Despite what the media said before the season, it looks like another run of Dawg dominance in the SEC East.
Georgia dispatched Tennessee 44–21 Saturday in a game that was closer than the scoreline indicates. Well, at least for a half. Much like the opener against Arkansas, self-inflicted mistakes—including a high snap that went into the end zone for a Tennessee touchdown on the second play of the game—led to Georgia trailing 21–17 at halftime.
In the end, though, Georgia’s defense was far too good, and our offense was just good enough. In the second half, the defense started creating HAVOC and ended the game with five sacks, three forced fumbles, two recovered fumbles—including one returned by linebacker Monty Rice for a touchdown—and an interception.
Meanwhile, Florida traveled out West and lost to Texas A&M 41–38 on a last-second field goal. And while Georgia’s defense is the best in the nation and probably the best in school history, the Gator defense is feeding off table scraps we threw out seven years ago. Florida’s Todd Grantham-led defense has given up 113 points through three games. That’s 38 points per game. The Dawgs have given up 37 points all season.
There’s still a lot of football to be played, and we still have to, you know, beat Florida. But that looks to be an easier task than it did a week ago. As things stand, we’re trending toward a fourth consecutive SEC East title for the Dawgs.
But winning the East is only part of the equation. SEC East titles are a minimum requirement at Georgia these days. We’re looking for more SEC titles and to get our hands on that elusive national title. That means going through the best team in the West: Alabama.
And wouldn’t you know it? Next up on the Dawgs’ slate is a trip to Tuscaloosa to face Nick Saban and his Crimson Tide. It’s No. 3 Georgia vs. No. 2 Alabama. Regular season games don’t get any bigger than this.
It’s strange to say, considering we’ve played and beaten two top-15 teams in Auburn and Tennessee, but an away game against Alabama feels like it will be the true measuring stick of how good these Dawgs are. Alabama is the golden standard for excellence in college football, and we slipped just short of that standard in our last two meetings, the 2017 College Football Playoff National Championship Game and the 2018 SEC Championship Game.
But there is a different context to this matchup from those two. Namely, for the first time since Saban landed at Alabama, Georgia has a better defense. Like, unquestionably better. Conversely, however, the Tide undoubtedly has the more explosive offense.
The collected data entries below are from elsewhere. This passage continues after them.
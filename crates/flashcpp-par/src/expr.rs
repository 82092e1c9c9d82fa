//! Expression parsing: a precedence-climbing (Pratt) parser over the full
//! C++ expression grammar - assignment, conditional, binary operators in
//! standard precedence order, unary/postfix operators, member access,
//! calls, casts, `sizeof`/`alignof`, `new`/`delete`, lambdas (§4.2, §4.4).

use flashcpp_lex::{Keyword, OperatorKind, PunctuatorKind, TokenKind};

use crate::ast::*;
use crate::Parser;

/// Binding powers for binary operators, left-to-right unless noted. Higher
/// binds tighter. Matches the standard's precedence table collapsed to the
/// operators this subset actually supports.
fn binary_binding_power(op: OperatorKind) -> Option<(u8, u8)> {
    use OperatorKind::*;
    Some(match op {
        OrOr => (1, 2),
        AndAnd => (3, 4),
        Pipe => (5, 6),
        Caret => (7, 8),
        Amp => (9, 10),
        Eq | NotEq => (11, 12),
        Lt | Gt | LtEq | GtEq | Spaceship => (13, 14),
        Shl | Shr => (15, 16),
        Plus | Minus => (17, 18),
        Star | Slash | Percent => (19, 20),
        DotStar | ArrowStar => (21, 22),
        _ => return None,
    })
}

fn is_assignment_op(op: OperatorKind) -> bool {
    use OperatorKind::*;
    matches!(op, Assign | PlusEq | MinusEq | StarEq | SlashEq | PercentEq | AmpEq | PipeEq | CaretEq | ShlEq | ShrEq)
}
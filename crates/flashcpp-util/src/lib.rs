//! flashcpp-util - foundation types shared by every stage of the pipeline.
//!
//! This crate has no dependency on any other `flashcpp-*` crate. It provides:
//!
//! - [`symbol`]: single-threaded string interning (`StringHandle`).
//! - [`span`]: source locations and the `SourceMap` that resolves them back
//!   to file/line/column, including the preprocessor line-mapping table.
//! - [`diagnostic`]: the `Handler`/`Diagnostic`/`DiagnosticBuilder` reporting
//!   pipeline and the `ErrorKind` taxonomy used to render error messages.
//! - [`index_vec`]: arena-style `IndexVec<I, T>` plus the `Idx` trait, used
//!   throughout the AST, IR and machine-code layers instead of raw indices
//!   into a `Vec`.
//!
//! Every compiler-wide table (strings, types, namespaces, templates) is a
//! plain owned struct here, not a global. The driver crate constructs one of
//! each per compilation and threads `&mut` references through the pipeline.

pub mod diagnostic;
pub mod error;
pub mod index_vec;
pub mod span;
pub mod symbol;

pub use diagnostic::{Diagnostic, DiagnosticBuilder, DiagnosticCode, ErrorKind, Handler, InstantiationFrame, Level};
pub use index_vec::{Idx, IndexVec};
pub use span::{FileId, LineMapping, SourceFile, SourceMap, Span};
pub use symbol::{InternerStats, StringHandle, StringInterner};

pub use rustc_hash::{FxHashMap, FxHashSet};

/// Defines a newtype index backed by `u32` and implementing [`Idx`].
///
/// ```
/// flashcpp_util::define_idx!(ExprId);
/// ```
#[macro_export]
macro_rules! define_idx {
    ($name:ident) => {
        #[derive(Clone, Copy, Debug, PartialEq, Eq, PartialOrd, Ord, Hash)]
        pub struct $name(pub u32);

        impl $crate::Idx for $name {
            fn from_usize(idx: usize) -> Self {
                assert!(idx <= u32::MAX as usize);
                $name(idx as u32)
            }

            fn index(self) -> usize {
                self.0 as usize
            }
        }
    };
}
For comparison’s sake, Alabama racked up 723 yards of total offense and 63 points in a win over Ole Miss on Saturday. Georgia has only allowed 710 yards of total offense and 37 points through three games. Alabama’s superstar tailback Najee Harris rushed for 206 yards and five touchdowns against the Rebels. Georgia held the Vols to minus-one rushing yards (not a typo) and has not let a tailback in the end zone since 2018. It’s a classic case of unstoppable force versus immovable object, and something has to give.
Considering the comparative strength of those two units, the game may come down to the Georgia offense versus the Alabama defense. The key for Georgia in that battle is establishing the run. Alabama gave up 268 rushing yards to the Rebels and is allowing 150 rushing yards per game. That’s a far cry from the vaunted Bama run-defenses of years past. If our offensive line can get a good push that allows Zamir White and freshman Kendall Milton—who I believe is our best tailback—to get going, we can put up some points on the Tide.
This matchup may be somewhat pre-climactic because, in all likelihood, the Dawgs and Tide will meet again down the road in the SEC Championship Game. A loss on the road to the No. 2 team in the nation would not be a death blow for our season. But a win would give these Dawgs a ton of confidence heading into the rest of a tough schedule and a second showdown in Atlanta, as well as a nice safety net for our playoff chances, should that hypothetical SEC Championship Game end in a loss.